La decisión se produce solo días después de que el embajador de Nigeria en Washington, Ade Adefuye, reprochara el escaso apoyo recibido en su lucha contra la milicia islamista de Boko Haram.

«A petición del Gobierno de Nigeria, Estados Unidos interrumpe el entrenamiento de un batallón del Ejército de Nigeria». El comunicado -realizado por el Ejecutivo de EE.UU. a través de su embajada en la capital nigeriana, Abuya- no se anda con medias tintas. En los últimos meses, asesores del Departamento de Estado se encontraban en territorio africano con el fin de ayudar a localizar a las 200 estudiantes secuestradas por Boko Haram a mediados de abril.

No obstante, el desencuentro viene de largo. A mediados de noviembre, el embajador de Nigeria en Washington, Ade Adefuye, reprochaba el escaso apoyo recibido en su lucha contra la milicia islamista.

«Nuestro pueblo no está muy contento con la extensión del apoyo estadounidense en la lucha contra Boko Haram», reconocía el legado.

«Los terroristas amenazan nuestra existencia y nuestra integridad territorial. No sirve de nada que se nos dé un apoyo que nos permita dar leves golpes a los terroristas cuando lo que necesitamos es darles un golpe mortal», aseguraba.

Pese a que ninguno de los actores involucrados ha ofrecido razón oficial alguna sobre el porqué de este abandono militar frente a Boko Haram (como no ocurre, por ejemplo, frente al Estado Islámico), la actuación del Ejército local es cierto que siempre provocó ciertas dudas éticas.

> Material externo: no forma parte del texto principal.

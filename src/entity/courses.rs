//! 课程实体

use sea_orm::entity::prelude::*;

#[derive(Clone, Debug, PartialEq, DeriveEntityModel)]
#[sea_orm(table_name = "courses")]
pub struct Model {
    #[sea_orm(primary_key)]
    pub id: i64,
    #[sea_orm(unique)]
    pub key: String,
    pub name: String,
    pub provider: Option<String>,
    pub created_at: i64,
}

#[derive(Copy, Clone, Debug, EnumIter, DeriveRelation)]
pub enum Relation {
    #[sea_orm(has_many = "super::exercises::Entity")]
    Exercises,
    #[sea_orm(has_many = "super::students::Entity")]
    Students,
}

impl Related<super::exercises::Entity> for Entity {
    fn to() -> RelationDef {
        Relation::Exercises.def()
    }
}

impl Related<super::students::Entity> for Entity {
    fn to() -> RelationDef {
        Relation::Students.def()
    }
}

impl ActiveModelBehavior for ActiveModel {}

// 从数据库模型转换为业务模型
impl Model {
    pub fn into_course(self) -> crate::models::courses::entities::Course {
        use crate::models::courses::entities::Course;
        use chrono::{DateTime, Utc};

        Course {
            id: self.id,
            key: self.key,
            name: self.name,
            provider: self.provider,
            created_at: DateTime::<Utc>::from_timestamp(self.created_at, 0).unwrap_or_default(),
        }
    }
}
use serde::Serialize;

use super::entities::ComparisonRecord;

#[derive(Debug, Serialize)]
pub struct ReviewUpdateResponse {
    pub success: bool,
}

#[derive(Debug, Serialize)]
pub struct ComparisonListResponse {
    pub items: Vec<ComparisonRecord>,
}

#[derive(Debug, Serialize)]
pub struct ComparisonDetailResponse {
    pub comparison: ComparisonRecord,
    pub reversed: bool,
    // 左侧学生在同一练习中的全部比对
    pub student_comparisons: Vec<ComparisonRecord>,
}

#[derive(Debug, Serialize)]
pub struct ClearComparisonsResponse {
    pub removed: u64,
}
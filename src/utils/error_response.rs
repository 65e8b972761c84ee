use actix_web::{HttpResponse, http::StatusCode};
use tracing::{error, warn};

use crate::errors::RadarError;
use crate::models::{ApiResponse, ErrorCode};

/// 错误对应的 HTTP 状态码
pub fn status_of(err: &RadarError) -> StatusCode {
    match err {
        RadarError::NotFound(_) => StatusCode::NOT_FOUND,
        RadarError::InvalidArgument(_) => StatusCode::BAD_REQUEST,
        RadarError::ConcurrencyTimeout(_) => StatusCode::SERVICE_UNAVAILABLE,
        RadarError::Conflict(_) => StatusCode::CONFLICT,
        _ => StatusCode::INTERNAL_SERVER_ERROR,
    }
}

/// 把业务错误转换为统一的错误响应，错误码由错误类型推断
pub fn error_response(err: &RadarError) -> HttpResponse {
    error_response_with_code(err, ErrorCode::from(err))
}

/// 使用指定业务错误码的错误响应
pub fn error_response_with_code(err: &RadarError, code: ErrorCode) -> HttpResponse {
    let status = status_of(err);
    if status.is_server_error() {
        match err {
            RadarError::ConcurrencyTimeout(_) => warn!("{}", err.format_simple()),
            _ => error!("{}", err.format_simple()),
        }
    }
    HttpResponse::build(status).json(ApiResponse::error_empty(code, err.message()))
}
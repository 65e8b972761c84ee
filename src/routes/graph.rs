use actix_web::{HttpRequest, HttpResponse, Result as ActixResult, web};
use once_cell::sync::Lazy;

use crate::middlewares::RateLimit;
use crate::models::graph::requests::BuildGraphForm;
use crate::services::GraphService;

// 懒加载的全局 GraphService 实例
static GRAPH_SERVICE: Lazy<GraphService> = Lazy::new(GraphService::new_lazy);

// 以表单中的阈值构建匹配图
pub async fn build_graph(
    req: HttpRequest,
    path: web::Path<String>,
    form: web::Form<BuildGraphForm>,
) -> ActixResult<HttpResponse> {
    GRAPH_SERVICE
        .build_graph(&req, &path.into_inner(), form.into_inner())
        .await
}

// 以默认阈值获取匹配图
pub async fn get_default_graph(
    req: HttpRequest,
    path: web::Path<String>,
) -> ActixResult<HttpResponse> {
    GRAPH_SERVICE
        .get_default_graph(&req, &path.into_inner())
        .await
}

// 使课程的匹配图缓存失效
pub async fn invalidate_graph(
    req: HttpRequest,
    path: web::Path<String>,
) -> ActixResult<HttpResponse> {
    GRAPH_SERVICE
        .invalidate_graph(&req, &path.into_inner())
        .await
}

// 配置路由
pub fn configure_graph_routes(cfg: &mut web::ServiceConfig) {
    cfg.service(
        web::scope("/api/v1/courses/{course_key}/graph")
            .service(
                web::resource("")
                    .route(web::get().to(get_default_graph))
                    // 构建可能读取整个课程的比对，限制请求频率
                    .route(web::post().to(build_graph).wrap(RateLimit::graph_build())),
            )
            .service(web::resource("/invalidate").route(web::post().to(invalidate_graph))),
    );
}
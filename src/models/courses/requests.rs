use serde::Deserialize;

/// 相似度分布查询参数
#[derive(Debug, Clone, Default, Deserialize)]
pub struct HistogramQuery {
    /// 区间个数，默认 10
    pub buckets: Option<u32>,
}
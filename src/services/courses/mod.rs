pub mod detail;
pub mod histograms;
pub mod list;

use actix_web::{HttpRequest, HttpResponse, Result as ActixResult};
use std::sync::Arc;

use crate::errors::{RadarError, Result};
use crate::models::courses::entities::{Course, Exercise};
use crate::models::courses::requests::HistogramQuery;
use crate::storage::Storage;
use crate::utils::validate_key;

pub struct CourseService {
    storage: Option<Arc<dyn Storage>>,
}

impl CourseService {
    pub fn new_lazy() -> Self {
        Self { storage: None }
    }

    pub(crate) fn get_storage(&self, request: &HttpRequest) -> Arc<dyn Storage> {
        if let Some(storage) = &self.storage {
            storage.clone()
        } else {
            request
                .app_data::<actix_web::web::Data<Arc<dyn Storage>>>()
                .expect("Storage not found in app data")
                .get_ref()
                .clone()
        }
    }

    pub async fn list_courses(&self, request: &HttpRequest) -> ActixResult<HttpResponse> {
        list::list_courses(self, request).await
    }

    pub async fn get_course(
        &self,
        request: &HttpRequest,
        course_key: &str,
    ) -> ActixResult<HttpResponse> {
        detail::get_course(self, request, course_key).await
    }

    pub async fn get_histograms(
        &self,
        request: &HttpRequest,
        course_key: &str,
        query: HistogramQuery,
    ) -> ActixResult<HttpResponse> {
        histograms::get_histograms(self, request, course_key, query).await
    }
}

/// 通过标识查找课程，不存在时返回 NotFound
pub async fn find_course(storage: &dyn Storage, course_key: &str) -> Result<Course> {
    // 非法标识不可能存在，直接视为不存在
    if validate_key(course_key).is_err() {
        return Err(RadarError::not_found(format!("课程 '{course_key}' 不存在")));
    }
    storage
        .get_course_by_key(course_key)
        .await?
        .ok_or_else(|| RadarError::not_found(format!("课程 '{course_key}' 不存在")))
}

/// 在课程内通过标识查找练习
pub async fn find_exercise(
    storage: &dyn Storage,
    course: &Course,
    exercise_key: &str,
) -> Result<Exercise> {
    if validate_key(exercise_key).is_err() {
        return Err(RadarError::not_found(format!(
            "练习 '{exercise_key}' 不存在"
        )));
    }
    storage
        .get_exercise_by_key(course.id, exercise_key)
        .await?
        .ok_or_else(|| {
            RadarError::not_found(format!(
                "课程 '{}' 中不存在练习 '{exercise_key}'",
                course.key
            ))
        })
}
pub mod shutdown;
pub mod startup;
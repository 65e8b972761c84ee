//! SeaORM 存储实现
//!
//! 比对存储的数据库实现，支持 SQLite、PostgreSQL 和 MySQL。

mod comparisons;
mod courses;

use crate::config::AppConfig;
use crate::errors::{RadarError, Result};
use migration::{Migrator, MigratorTrait};
use sea_orm::{ConnectOptions, Database, DatabaseConnection};
use std::time::Duration;
use tracing::info;

/// SeaORM 存储实现
#[derive(Clone)]
pub struct SeaOrmStorage {
    pub(crate) db: DatabaseConnection,
}

impl SeaOrmStorage {
    /// 创建新的 SeaORM 存储实例
    pub async fn new_async() -> Result<Self> {
        let config = AppConfig::get();
        let db_url = Self::build_database_url(&config.database.url)?;

        // 根据数据库类型选择连接方式
        let db = if db_url.starts_with("sqlite://") {
            Self::connect_sqlite(&db_url, config).await?
        } else {
            Self::connect_generic(&db_url, config).await?
        };

        // 运行迁移
        Migrator::up(&db, None)
            .await
            .map_err(|e| RadarError::store_unavailable(format!("数据库迁移失败: {e}")))?;

        info!("SeaORM 存储初始化完成，数据库: {}", db_url);

        Ok(Self { db })
    }

    /// SQLite 专用连接（WAL + pragma 优化）
    async fn connect_sqlite(url: &str, config: &AppConfig) -> Result<DatabaseConnection> {
        use sea_orm::SqlxSqliteConnector;
        use sea_orm::sqlx::sqlite::{
            SqliteConnectOptions, SqliteJournalMode, SqlitePoolOptions, SqliteSynchronous,
        };
        use std::str::FromStr;

        let opt = SqliteConnectOptions::from_str(url)
            .map_err(|e| RadarError::database_config(format!("SQLite URL 解析失败: {e}")))?
            .create_if_missing(true)
            .journal_mode(SqliteJournalMode::Wal)
            .synchronous(SqliteSynchronous::Normal)
            .busy_timeout(Duration::from_secs(5))
            .pragma("cache_size", "-64000")
            .pragma("temp_store", "memory")
            .pragma("mmap_size", "536870912")
            .pragma("wal_autocheckpoint", "1000");

        let pool = SqlitePoolOptions::new()
            .max_connections(config.database.pool_size)
            .min_connections(1)
            .test_before_acquire(true)
            .acquire_timeout(Duration::from_secs(config.database.timeout))
            .idle_timeout(Duration::from_secs(300))
            .connect_with(opt)
            .await
            .map_err(|e| RadarError::database_connection(format!("SQLite 连接失败: {e}")))?;

        Ok(SqlxSqliteConnector::from_sqlx_sqlite_pool(pool))
    }

    /// 通用连接（PostgreSQL、MySQL 等）
    async fn connect_generic(url: &str, config: &AppConfig) -> Result<DatabaseConnection> {
        let mut opt = ConnectOptions::new(url);
        opt.max_connections(config.database.pool_size)
            .min_connections(5)
            .connect_timeout(Duration::from_secs(config.database.timeout))
            .acquire_timeout(Duration::from_secs(config.database.timeout))
            .idle_timeout(Duration::from_secs(600))
            .max_lifetime(Duration::from_secs(1800))
            .sqlx_logging(false)
            .sqlx_logging_level(tracing::log::LevelFilter::Debug);

        Database::connect(opt)
            .await
            .map_err(|e| RadarError::database_connection(format!("无法连接到数据库: {e}")))
    }

    /// 从 URL 自动推断数据库类型并构建连接 URL
    fn build_database_url(url: &str) -> Result<String> {
        if url.starts_with("sqlite://") {
            Ok(url.to_string())
        } else if url.ends_with(".db") || url.ends_with(".sqlite") || url == ":memory:" {
            Ok(format!("sqlite://{}?mode=rwc", url))
        } else if url.starts_with("postgres://")
            || url.starts_with("postgresql://")
            || url.starts_with("mysql://")
            || url.starts_with("mariadb://")
        {
            Ok(url.to_string())
        } else {
            Err(RadarError::database_config(format!(
                "无法从 URL 推断数据库类型: {url}. 支持: sqlite://, postgres://, mysql://, memory://, 或 .db/.sqlite 文件路径"
            )))
        }
    }
}

// Storage trait 实现
use crate::models::{
    comparisons::{entities::ComparisonRecord, requests::CreateComparisonRequest},
    courses::entities::{Course, Exercise},
};
use crate::storage::Storage;
use async_trait::async_trait;

#[async_trait]
impl Storage for SeaOrmStorage {
    // 课程模块
    async fn list_courses(&self) -> Result<Vec<Course>> {
        self.list_courses_impl().await
    }

    async fn get_course_by_key(&self, course_key: &str) -> Result<Option<Course>> {
        self.get_course_by_key_impl(course_key).await
    }

    // 练习模块
    async fn list_course_exercises(&self, course_id: i64) -> Result<Vec<Exercise>> {
        self.list_course_exercises_impl(course_id).await
    }

    async fn get_exercise_by_key(
        &self,
        course_id: i64,
        exercise_key: &str,
    ) -> Result<Option<Exercise>> {
        self.get_exercise_by_key_impl(course_id, exercise_key).await
    }

    // 比对模块
    async fn list_course_comparisons(
        &self,
        course_id: i64,
        min_similarity: f64,
    ) -> Result<Vec<ComparisonRecord>> {
        self.list_course_comparisons_impl(course_id, min_similarity)
            .await
    }

    async fn list_flagged_comparisons(
        &self,
        course_id: i64,
        cutoff: i32,
    ) -> Result<Vec<ComparisonRecord>> {
        self.list_flagged_comparisons_impl(course_id, cutoff).await
    }

    async fn list_exercise_comparisons(
        &self,
        exercise_id: i64,
        limit: u64,
    ) -> Result<Vec<ComparisonRecord>> {
        self.list_exercise_comparisons_impl(exercise_id, limit)
            .await
    }

    async fn list_student_comparisons(
        &self,
        exercise_id: i64,
        student_key: &str,
    ) -> Result<Vec<ComparisonRecord>> {
        self.list_student_comparisons_impl(exercise_id, student_key)
            .await
    }

    async fn get_comparison(
        &self,
        exercise_id: i64,
        comparison_id: i64,
    ) -> Result<Option<ComparisonRecord>> {
        self.get_comparison_impl(exercise_id, comparison_id).await
    }

    async fn update_comparison_review(&self, comparison_id: i64, review: i32) -> Result<bool> {
        self.update_comparison_review_impl(comparison_id, review)
            .await
    }

    async fn create_comparison(
        &self,
        exercise_id: i64,
        req: CreateComparisonRequest,
    ) -> Result<ComparisonRecord> {
        self.create_comparison_impl(exercise_id, req).await
    }

    async fn clear_exercise_comparisons(&self, exercise_id: i64) -> Result<u64> {
        self.clear_exercise_comparisons_impl(exercise_id).await
    }
}

#[cfg(test)]
mod tests {
    use super::*;

    #[test]
    fn test_build_database_url() {
        assert_eq!(
            SeaOrmStorage::build_database_url("radar.db").unwrap(),
            "sqlite://radar.db?mode=rwc"
        );
        assert_eq!(
            SeaOrmStorage::build_database_url("postgres://radar@localhost/radar").unwrap(),
            "postgres://radar@localhost/radar"
        );
        assert!(SeaOrmStorage::build_database_url("ftp://nowhere").is_err());
    }
}
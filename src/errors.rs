//! 统一错误处理模块
//!
//! 使用宏自动生成错误类型，支持错误代码和类型名称。

use std::fmt;

/// 定义错误类型的宏
///
/// 自动生成：
/// - enum 定义
/// - code() 方法 - 返回错误代码
/// - error_type() 方法 - 返回错误类型名称
/// - message() 方法 - 返回错误详情
/// - 便捷构造函数
macro_rules! define_radar_errors {
    ($(
        $variant:ident($code:literal, $type_name:literal)
    ),* $(,)?) => {
        #[derive(Debug, Clone, PartialEq, Eq)]
        pub enum RadarError {
            $($variant(String),)*
        }

        impl RadarError {
            /// 获取错误代码
            pub fn code(&self) -> &'static str {
                match self {
                    $(RadarError::$variant(_) => $code,)*
                }
            }

            /// 获取错误类型名称
            pub fn error_type(&self) -> &'static str {
                match self {
                    $(RadarError::$variant(_) => $type_name,)*
                }
            }

            /// 获取错误详情
            pub fn message(&self) -> &str {
                match self {
                    $(RadarError::$variant(msg) => msg,)*
                }
            }
        }

        // 生成便捷构造函数
        paste::paste! {
            impl RadarError {
                $(
                    pub fn [<$variant:snake>]<T: Into<String>>(msg: T) -> Self {
                        RadarError::$variant(msg.into())
                    }
                )*
            }
        }
    };
}

define_radar_errors! {
    NotFound("E001", "Resource Not Found"),
    InvalidArgument("E002", "Invalid Argument"),
    ConcurrencyTimeout("E003", "Concurrency Timeout"),
    StoreUnavailable("E004", "Store Unavailable"),
    Conflict("E005", "Conflict"),
    DatabaseConfig("E006", "Database Configuration Error"),
    DatabaseConnection("E007", "Database Connection Error"),
}

impl RadarError {
    /// 格式化为简洁输出
    pub fn format_simple(&self) -> String {
        format!("{}: {}", self.error_type(), self.message())
    }
}

impl fmt::Display for RadarError {
    fn fmt(&self, f: &mut fmt::Formatter<'_>) -> fmt::Result {
        write!(f, "{}", self.format_simple())
    }
}

impl std::error::Error for RadarError {}

// 为常见的错误类型实现 From trait
impl From<sea_orm::DbErr> for RadarError {
    fn from(err: sea_orm::DbErr) -> Self {
        RadarError::StoreUnavailable(err.to_string())
    }
}

pub type Result<T> = std::result::Result<T, RadarError>;
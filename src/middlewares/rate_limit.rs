//! 速率限制中间件
//!
//! 匹配图构建在缓存未命中时需要读取整个课程的比对，这里按客户端 IP 和固定时间窗口
//! 限制其请求频率，超过限制返回 429 并带上 `Retry-After`。

use actix_service::{Service, Transform};
use actix_web::{
    Error, HttpResponse,
    body::EitherBody,
    dev::{ServiceRequest, ServiceResponse},
    http::StatusCode,
};
use futures_util::future::{LocalBoxFuture, Ready, ready};
use moka::future::Cache;
use once_cell::sync::Lazy;
use std::rc::Rc;
use std::time::Duration;
use tracing::warn;

use crate::config::AppConfig;
use crate::models::{ApiResponse, ErrorCode};

/// 支持的最长时间窗口（秒）
const MAX_WINDOW_SECS: u64 = 3600;

#[derive(Debug, Clone, PartialEq, Eq, Hash)]
struct WindowKey {
    scope: &'static str,
    client: String,
    window: u64,
}

/// 各窗口的请求计数，条目存活不超过最长窗口
static WINDOW_COUNTS: Lazy<Cache<WindowKey, u32>> = Lazy::new(|| {
    Cache::builder()
        .time_to_live(Duration::from_secs(MAX_WINDOW_SECS))
        .max_capacity(100_000)
        .build()
});

#[derive(Clone)]
pub struct RateLimit {
    scope: &'static str,
    max_requests: u32,
    window_secs: u64,
}

impl RateLimit {
    /// `scope` 区分不同端点的计数
    pub fn new(scope: &'static str, max_requests: u32, window_secs: u64) -> Self {
        Self {
            scope,
            max_requests,
            window_secs: window_secs.clamp(1, MAX_WINDOW_SECS),
        }
    }

    /// 匹配图构建限制，取自配置 `rate_limit`
    pub fn graph_build() -> Self {
        let config = &AppConfig::get().rate_limit;
        Self::new("graph_build", config.graph_build_requests, config.window_secs)
    }

    fn key_for(&self, req: &ServiceRequest) -> WindowKey {
        let now = chrono::Utc::now().timestamp().max(0) as u64;
        WindowKey {
            scope: self.scope,
            client: req
                .connection_info()
                .realip_remote_addr()
                .unwrap_or("unknown")
                .to_string(),
            window: now / self.window_secs,
        }
    }

    /// 计数加一，返回本窗口内的请求序号
    async fn hit(key: WindowKey) -> u32 {
        WINDOW_COUNTS
            .entry(key)
            .and_upsert_with(|current| async move {
                current.map(|e| e.into_value().saturating_add(1)).unwrap_or(1)
            })
            .await
            .into_value()
    }
}

fn too_many_requests(retry_after: u64) -> HttpResponse {
    HttpResponse::build(StatusCode::TOO_MANY_REQUESTS)
        .insert_header(("Retry-After", retry_after.to_string()))
        .json(ApiResponse::<()>::error_empty(
            ErrorCode::RateLimitExceeded,
            "请求过于频繁，请稍后再试",
        ))
}

impl<S, B> Transform<S, ServiceRequest> for RateLimit
where
    S: Service<ServiceRequest, Response = ServiceResponse<B>, Error = Error> + 'static,
    B: 'static,
{
    type Response = ServiceResponse<EitherBody<B>>;
    type Error = Error;
    type InitError = ();
    type Transform = RateLimitMiddleware<S>;
    type Future = Ready<Result<Self::Transform, Self::InitError>>;

    fn new_transform(&self, service: S) -> Self::Future {
        ready(Ok(RateLimitMiddleware {
            service: Rc::new(service),
            limit: self.clone(),
        }))
    }
}

pub struct RateLimitMiddleware<S> {
    service: Rc<S>,
    limit: RateLimit,
}

impl<S, B> Service<ServiceRequest> for RateLimitMiddleware<S>
where
    S: Service<ServiceRequest, Response = ServiceResponse<B>, Error = Error> + 'static,
    B: 'static,
{
    type Response = ServiceResponse<EitherBody<B>>;
    type Error = Error;
    type Future = LocalBoxFuture<'static, Result<Self::Response, Self::Error>>;

    actix_service::forward_ready!(service);

    fn call(&self, req: ServiceRequest) -> Self::Future {
        let srv = self.service.clone();
        let limit = self.limit.clone();

        Box::pin(async move {
            let key = limit.key_for(&req);
            let count = RateLimit::hit(key.clone()).await;

            if count > limit.max_requests {
                warn!(
                    "Rate limit exceeded for {} on {} ({}/{} in window {})",
                    key.client, key.scope, count, limit.max_requests, key.window
                );
                let response = too_many_requests(limit.window_secs);
                return Ok(req.into_response(response).map_into_right_body());
            }

            Ok(srv.call(req).await?.map_into_left_body())
        })
    }
}

#[cfg(test)]
mod tests {
    use super::*;
    use actix_web::{App, test as actix_test, web};

    #[test]
    fn test_window_is_clamped() {
        let limit = RateLimit::new("clamp", 5, 0);
        assert_eq!(limit.window_secs, 1);
        let limit = RateLimit::new("clamp", 5, 86_400);
        assert_eq!(limit.window_secs, MAX_WINDOW_SECS);
    }

    #[test]
    fn test_graph_build_preset_uses_config() {
        let limit = RateLimit::graph_build();
        let config = &AppConfig::get().rate_limit;
        assert_eq!(limit.max_requests, config.graph_build_requests);
        assert_eq!(limit.scope, "graph_build");
    }

    #[actix_web::test]
    async fn test_requests_over_limit_are_rejected() {
        let app = actix_test::init_service(
            App::new().service(
                web::resource("/limited")
                    .wrap(RateLimit::new("test_over_limit", 2, 3600))
                    .route(web::post().to(|| async { HttpResponse::Ok().finish() })),
            ),
        )
        .await;

        for _ in 0..2 {
            let req = actix_test::TestRequest::post().uri("/limited").to_request();
            let resp = actix_test::call_service(&app, req).await;
            assert_eq!(resp.status(), StatusCode::OK);
        }

        let req = actix_test::TestRequest::post().uri("/limited").to_request();
        let resp = actix_test::call_service(&app, req).await;
        assert_eq!(resp.status(), StatusCode::TOO_MANY_REQUESTS);
        assert!(resp.headers().contains_key("Retry-After"));
    }

    #[actix_web::test]
    async fn test_scopes_are_counted_separately() {
        let app = actix_test::init_service(
            App::new()
                .service(
                    web::resource("/a")
                        .wrap(RateLimit::new("test_scope_a", 1, 3600))
                        .route(web::post().to(|| async { HttpResponse::Ok().finish() })),
                )
                .service(
                    web::resource("/b")
                        .wrap(RateLimit::new("test_scope_b", 1, 3600))
                        .route(web::post().to(|| async { HttpResponse::Ok().finish() })),
                ),
        )
        .await;

        for uri in ["/a", "/b"] {
            let req = actix_test::TestRequest::post().uri(uri).to_request();
            let resp = actix_test::call_service(&app, req).await;
            assert_eq!(resp.status(), StatusCode::OK);
        }
    }
}
use actix_web::{HttpRequest, HttpResponse, Result as ActixResult, web};
use once_cell::sync::Lazy;

use crate::models::courses::requests::HistogramQuery;
use crate::services::CourseService;

// 懒加载的全局 CourseService 实例
static COURSE_SERVICE: Lazy<CourseService> = Lazy::new(CourseService::new_lazy);

// 列出课程
pub async fn list_courses(req: HttpRequest) -> ActixResult<HttpResponse> {
    COURSE_SERVICE.list_courses(&req).await
}

// 获取课程详情及练习列表
pub async fn get_course(req: HttpRequest, path: web::Path<String>) -> ActixResult<HttpResponse> {
    COURSE_SERVICE.get_course(&req, &path.into_inner()).await
}

// 获取课程内各练习的相似度分布
pub async fn get_histograms(
    req: HttpRequest,
    path: web::Path<String>,
    query: web::Query<HistogramQuery>,
) -> ActixResult<HttpResponse> {
    COURSE_SERVICE
        .get_histograms(&req, &path.into_inner(), query.into_inner())
        .await
}

// 配置路由
pub fn configure_courses_routes(cfg: &mut web::ServiceConfig) {
    cfg.service(
        web::scope("/api/v1/courses")
            .service(web::resource("").route(web::get().to(list_courses)))
            .service(web::resource("/{course_key}").route(web::get().to(get_course)))
            .service(
                web::resource("/{course_key}/histograms").route(web::get().to(get_histograms)),
            ),
    );
}
//! 课程与练习存储操作

use super::SeaOrmStorage;
use crate::entity::courses::{Column as CourseColumn, Entity as Courses};
use crate::entity::exercises::{Column as ExerciseColumn, Entity as Exercises};
use crate::errors::{RadarError, Result};
use crate::models::courses::entities::{Course, Exercise};
use sea_orm::{ColumnTrait, EntityTrait, QueryFilter, QueryOrder};

impl SeaOrmStorage {
    /// 列出全部课程
    pub async fn list_courses_impl(&self) -> Result<Vec<Course>> {
        let results = Courses::find()
            .order_by_asc(CourseColumn::Key)
            .all(&self.db)
            .await
            .map_err(|e| RadarError::store_unavailable(format!("查询课程列表失败: {e}")))?;

        Ok(results.into_iter().map(|m| m.into_course()).collect())
    }

    /// 通过课程标识获取课程
    pub async fn get_course_by_key_impl(&self, course_key: &str) -> Result<Option<Course>> {
        let result = Courses::find()
            .filter(CourseColumn::Key.eq(course_key))
            .one(&self.db)
            .await
            .map_err(|e| RadarError::store_unavailable(format!("查询课程失败: {e}")))?;

        Ok(result.map(|m| m.into_course()))
    }

    /// 列出课程下的练习
    pub async fn list_course_exercises_impl(&self, course_id: i64) -> Result<Vec<Exercise>> {
        let results = Exercises::find()
            .filter(ExerciseColumn::CourseId.eq(course_id))
            .order_by_asc(ExerciseColumn::Key)
            .all(&self.db)
            .await
            .map_err(|e| RadarError::store_unavailable(format!("查询练习列表失败: {e}")))?;

        Ok(results.into_iter().map(|m| m.into_exercise()).collect())
    }

    /// 通过练习标识获取练习
    pub async fn get_exercise_by_key_impl(
        &self,
        course_id: i64,
        exercise_key: &str,
    ) -> Result<Option<Exercise>> {
        let result = Exercises::find()
            .filter(ExerciseColumn::CourseId.eq(course_id))
            .filter(ExerciseColumn::Key.eq(exercise_key))
            .one(&self.db)
            .await
            .map_err(|e| RadarError::store_unavailable(format!("查询练习失败: {e}")))?;

        Ok(result.map(|m| m.into_exercise()))
    }
}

En este sentido, a finales de 2012, Amnistía Internacional denunciaba las «graves violaciones de derechos humanos» en la guerra contra la milicia islamista Boko Haram.

En el informe -«Nigeria: Trapped in the cycle of violence»-, la organización condenó entonces la detención arbitraría sin cargos de «cientos de personas acusadas de vínculos con Boko Haram», así como «las ejecuciones extrajudiciales o desapariciones forzosas» llevadas a cabo por las fuerzas armadas.

De igual modo, recordaba a las dos partes en conflicto que «hay un círculo vicioso de violencia actualmente en Nigeria» y «el pueblo nigeriano está atrapado en medio».

Continúa el avance yihadista
Conforme a cifras del Internal Displacement Monitoring Centre (IDMC), entre mayo de 2013 y marzo de este año, la milicia islamista se cobró la vida de más de 3.000 personas, mayoritariamente al noreste del país. En una región de tamaño similar a Grecia, el 50% de su población se ha visto afectada por el conflicto: en menos de doce meses, más de 250.000 personas tuvieron que abandonar sus hogares (76.000, en el estado de Yobe; 67.000, en Adamawa; y 111.000, en Borno).

Y la tendencia continúa. En la primera mitad de 2014, el incremento de los ataques de la milicia islamista de Boko Haram, así como las represalias incontroladas de las fuerzas de seguridad provocaron la muerte de más de 2.000 personas al noreste de Nigeria (más de la mitad, civiles). De igual modo, más de una veintena de localidades de los tres estados en emergencia se encuentran ya bajo el control del grupo islamista.